CITATION: Austin v.  Ontario Racing Commission, 2007 ONCA 587

DATE: 20070830

DOCKET: C45788

COURT OF APPEAL FOR ONTARIO

ROSENBERG, ROULEAU JJ.A. and KILLEEN J. (ad hoc)

BETWEEN:

KEVIN AUSTIN

Applicant (Respondent)

and

ONTARIO RACING COMMISSION

Respondent (Appellant)

Brendan Van Niejenhuis and Patricia M. Latimer for the appellant

Douglas Gosbee for the respondent

Heard: May 29, 2007

On appeal from the order of the Divisional Court (Cunningham A.C.J.S.C., Meehan and Epstein JJ.) dated February 6, 2006 allowing an application for judicial review and quashing the decision of the Ontario Racing Commission dated July 6, 2005.

ROULEAU J.A.:

OVERVIEW

[1]               This appeal concerns whether a reasonable apprehension of bias is created when, on an appeal by way of hearing de novo from the decision of an administrative discipline hearing, the appeal tribunal allows a judge who was a member of the panel that heard the matter at first instance to testify.

[2]               In a ruling dated December 14, 2004, a panel of track judges found the respondent Kevin Austin guilty of having provided an improper (cold) urine sample.  He was fined $1,500, suspended for 120 days, and placed on probation for two years.

[3]               Following this initial hearing, Austin appealed by way of a hearing de novo before the appellant Ontario Racing Commission (the “Commission”).  A panel of three commissioners (the “Commission Panel”) was struck to hear the matter.  At the hearing, William Maertens, the senior track judge who chaired the panel of track judges whose decision was under appeal, was called as a witness and testified.  On July 6, 2005, the Commission Panel issued its ruling, denying the appeal and upholding the sanctions against Austin.

[4]               Upon judicial review the Divisional Court found, in brief reasons delivered orally, that the Commission Panel created a reasonable apprehension of bias by allowing a member of the panel of track judges whose decision was under appeal to testify at the de novo hearing.

[5]               The appellant appeals the Divisional Court’s judgment to this court.  The Commission argues that track judges regularly testify at Commission hearings and the Divisional Court erred in finding that this created a reasonable apprehension of bias.  Austin argues that the Divisional Court was correct in concluding that a reasonable apprehension of bias was created when Maertens was allowed to testify at the hearing. 

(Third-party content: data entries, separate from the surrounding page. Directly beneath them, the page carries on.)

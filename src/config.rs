//! Scraper configuration.
//!
//! Settings come from an optional YAML file and are then overridden by any
//! command-line flags or environment variables given in [`Cli`](crate::cli::Cli).
//! Every field has a default, so an empty file (or no file) is valid.
//!
//! ```yaml
//! base_url: https://www.thestar.com.my
//! tag_url: https://www.thestar.com.my/news/latest?tag=
//! workers: 5
//! timeout_secs: 10
//! summary_sentences: 3
//! ```

use serde::Deserialize;
use std::error::Error;
use std::time::Duration;
use tracing::{info, instrument};

/// Runtime settings for discovery, fetching and analysis.
#[derive(Debug, Clone, PartialEq, Deserialize)]
#[serde(default)]
pub struct ScraperConfig {
    /// Site origin; the main listing page and the root for relative links.
    pub base_url: String,
    /// Prefix of tag listing pages; the tag is appended verbatim after encoding.
    pub tag_url: String,
    /// Number of article pages fetched at once.
    pub workers: usize,
    /// Per-request timeout in seconds.
    pub timeout_secs: u64,
    /// Sentences kept by the summarizer.
    pub summary_sentences: usize,
}

impl Default for ScraperConfig {
    fn default() -> Self {
        Self {
            base_url: "https://www.thestar.com.my".to_string(),
            tag_url: "https://www.thestar.com.my/news/latest?tag=".to_string(),
            workers: 5,
            timeout_secs: 10,
            summary_sentences: 3,
        }
    }
}

impl ScraperConfig {
    pub fn timeout(&self) -> Duration {
        Duration::from_secs(self.timeout_secs)
    }

    /// Parse a YAML document. Missing keys keep their defaults.
    pub fn from_yaml(yaml: &str) -> Result<Self, serde_yaml::Error> {
        if yaml.trim().is_empty() {
            return Ok(Self::default());
        }
        serde_yaml::from_str(yaml)
    }

    /// Load from `path` if given, else start from the defaults.
    #[instrument(level = "info")]
    pub async fn load(path: Option<&str>) -> Result<Self, Box<dyn Error>> {
        let Some(path) = path else {
            return Ok(Self::default());
        };
        let yaml = tokio::fs::read_to_string(path).await?;
        let config = Self::from_yaml(&yaml)?;
        info!(path, "Loaded configuration file");
        Ok(config)
    }

    /// Clamp values that would stall the pipeline.
    pub fn sanitized(mut self) -> Self {
        self.workers = self.workers.max(1);
        self.timeout_secs = self.timeout_secs.max(1);
        self.base_url = self.base_url.trim_end_matches('/').to_string();
        self
    }
}

#[cfg(test)]
mod tests {
    use super::*;

    #[test]
    fn test_defaults() {
        let config = ScraperConfig::default();
        assert_eq!(config.workers, 5);
        assert_eq!(config.timeout(), Duration::from_secs(10));
        assert_eq!(config.base_url, "https://www.thestar.com.my");
    }

    #[test]
    fn test_partial_yaml_keeps_defaults() {
        let config = ScraperConfig::from_yaml("workers: 8\ntimeout_secs: 3\n").unwrap();
        assert_eq!(config.workers, 8);
        assert_eq!(config.timeout_secs, 3);
        assert_eq!(config.tag_url, "https://www.thestar.com.my/news/latest?tag=");
        assert_eq!(config.summary_sentences, 3);
    }

    #[test]
    fn test_empty_yaml_is_default() {
        assert_eq!(ScraperConfig::from_yaml("").unwrap(), ScraperConfig::default());
    }

    #[test]
    fn test_sanitized() {
        let config = ScraperConfig {
            workers: 0,
            timeout_secs: 0,
            base_url: "https://example.com/".to_string(),
            ..ScraperConfig::default()
        }
        .sanitized();
        assert_eq!(config.workers, 1);
        assert_eq!(config.timeout_secs, 1);
        assert_eq!(config.base_url, "https://example.com");
    }

    #[tokio::test]
    async fn test_load_from_file() {
        let dir = tempfile::tempdir().unwrap();
        let path = dir.path().join("config.yaml");
        std::fs::write(&path, "summary_sentences: 5\n").unwrap();

        let config = ScraperConfig::load(path.to_str()).await.unwrap();
        assert_eq!(config.summary_sentences, 5);
        assert_eq!(config.workers, 5);
    }
}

[6]               For reasons that follow, I would allow the appeal and remit the case to the Divisional Court for a new hearing.

FACTS

[7]               Horseracing in Ontario is a highly regulated activity.  The Racing Commission Act, 2000, S.O. 2000, c. 20 (the “R.C.A.”) is the governing statute.  It gives the Commission broad regulatory power as well as the power to make rules and delegate much of its enforcement power to onsite officials, such as track judges.  Among these delegated powers is the power to hold hearings.

[8]               Kevin Austin is a licensed driver, trainer, and owner of standardbred racehorses.  On November 2, 2004, Austin was racing horses at Kawartha Downs Raceway and was advised to present himself at the raceway for urine testing that day.  The Commission has a urine testing program to test for marijuana and cocaine use among drivers.  Austin was on probation for an earlier offence in February 2004 and was required to submit for urine testing.  Investigator John McEachern attended at the raceway to administer the urine tests. 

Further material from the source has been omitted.